- State-of-the-art polar seagoing science platform to meet the science requirements of the UK
- KONGSBERG delivery for new research vessel includes ice protected multibeam mapping systems
Kongsberg Maritime has been awarded a contract by Cammell Laird as the primary supplier of the acoustic scientific research and mapping equipment for the British Antarctic Survey's new Polar Research
Vessel, the RRS Sir David Attenborough. The new polar research ship, owned by Natural Environment Research Council (NERC), is currently under construction at the Cammell Laird shipyard in Birkenhead in
the Port of Liverpool City Region, UK in a build project worth £140million. The ship is due to enter operation in 2019.
Operated by the British Antarctic Survey (BAS), the RRS Sir David Attenborough will be available to the whole UK research base including postgraduate training. The new ship will have greater endurance,
to enable longer voyages which coupled with the use of helicopters will ensure significantly greater geographic coverage. The enhanced coverage will open up new locations for science and will clearly
demonstrate and reinforce the continuing British presence in Antarctica and the South Atlantic.
"The RRS Sir David Attenborough will be a state-of-the-art multidisciplinary science platform and the UK's largest and most advanced research vessel. It will enable cutting-edge science across a broad
range of disciplines (physical, biological and chemical oceanography, marine geology and geophysics, and atmospheric science) required to understand the impact of a changing polar environment on our planet.
In so doing it will help maintain the UK at the forefront of polar research," said Professor David Vaughan, Director of Science at British Antarctic Survey.
The RRS Sir David Attenborough is required to meet the science requirements of the UK for a modern, state-of-the-art polar seagoing science platform, and for provision of logistical support for land-based
polar science. The new ship will enable scientists to explore and undertake science in new areas of the Antarctic and Arctic seas, supported by an extensive, integrated KONGSBERG scientific research and
mapping technology package, including:
- EM 122 Deep water multibeam system
- EM 712 Medium depth multibeam system
- TOPAS PS 18 Sub bottom profiler
- EA 640 Scientific echo sounder
- EK 80 Biological multi-frequency echo sounder
- ME 70 Biological multibeam echo sounder
- MS 70 Biological multibeam echo sounder
- SH 94 Omni direction sonar
- SX 94 Forward looking sonar (Omni directional)

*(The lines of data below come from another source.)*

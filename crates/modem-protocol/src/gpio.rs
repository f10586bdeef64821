//! Power key and status line access
//!
//! The modem exposes two control signals: an active-low power key input and
//! a status output that reads high while the modem is powered.

use crate::error::ModemError;
use tokio_serial::SerialPort;
use tracing::debug;

/// Output driving the modem's power key
pub trait PowerKey {
    /// Pull the power key low
    fn press(&mut self) -> Result<(), ModemError>;

    /// Let the power key float back high
    fn release(&mut self) -> Result<(), ModemError>;
}

/// Input reading the modem's status pin
pub trait StatusLine {
    /// Whether the status pin is electrically high
    fn is_high(&mut self) -> Result<bool, ModemError>;
}

/// Control lines wired through a USB-serial adapter's modem signals.
///
/// DTR drives the power key (asserted DTR pulls the TTL line low) and DSR
/// reads the status pin. The adapter is opened separately from the data
/// port so power sequencing works before the data link exists.
pub struct ControlLines {
    port: Box<dyn SerialPort>,
    device: String,
}

impl ControlLines {
    /// Open the control adapter and leave the power key released
    pub fn open(device: &str) -> Result<Self, ModemError> {
        debug!("Opening control lines on {}", device);
        let port = tokio_serial::new(device, 9600).open()?;

        let mut lines = Self {
            port,
            device: device.to_string(),
        };
        lines.release()?;
        Ok(lines)
    }

    /// Second handle to the same adapter, so key and status can be owned apart
    pub fn try_clone(&self) -> Result<Self, ModemError> {
        Ok(Self {
            port: self.port.try_clone()?,
            device: self.device.clone(),
        })
    }

    /// Device path of the control adapter
    pub fn device(&self) -> &str {
        &self.device
    }
}

impl PowerKey for ControlLines {
    fn press(&mut self) -> Result<(), ModemError> {
        self.port
            .write_data_terminal_ready(true)
            .map_err(|e| ModemError::Gpio(format!("{}: DTR assert failed: {}", self.device, e)))
    }

    fn release(&mut self) -> Result<(), ModemError> {
        self.port
            .write_data_terminal_ready(false)
            .map_err(|e| ModemError::Gpio(format!("{}: DTR release failed: {}", self.device, e)))
    }
}

impl StatusLine for ControlLines {
    fn is_high(&mut self) -> Result<bool, ModemError> {
        self.port
            .read_data_set_ready()
            .map_err(|e| ModemError::Gpio(format!("{}: DSR read failed: {}", self.device, e)))
    }
}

- K-Sync Synchronisation unit
The multibeam mapping systems will be ice protected for high reliability and accuracy in polar regions and the scientific systems will be integrated to provide the maximum benefits of integrated data
sets for the scientists. KONGSBERG has enjoyed a long association with the Natural Environment Research Council and the British Antarctic Survey, providing in the past scientific acoustic and vessel operational
systems for the RRS James Clark Ross, RRS Ernest Shackleton, RRS James Cook and RRS Discovery.
The RRS Sir David Attenborough, is named after the renowned naturalist and broadcaster and will be one of the most advanced research vessels in operation. With a length of 125m, a breadth of 24m and
draft of approximately 7m the new vessel features Scientific cargo volume of approximately 900 cu metres and an endurance of up to 60 days in Polar Regions. The crew compliment will be approximately 30,
while up to 60 scientists and support staff will be accommodated on-board, with state-of-the-art facilities. It has a range of 19,000nm at 13 knots transit and ice breaking capability up to 1m thick at
"We are proud to have been selected to provide such specialist equipment to the British Antarctic Survey's latest vessel, the RRS Sir David Attenborough," said Peter Bennett, Business Manager Subsea
(UK & Ireland), Kongsberg Maritime. "Our systems will support the important scientific missions carried out by the UK in polar regions, helping to further understand the effects of climate change and
how the global community can address them."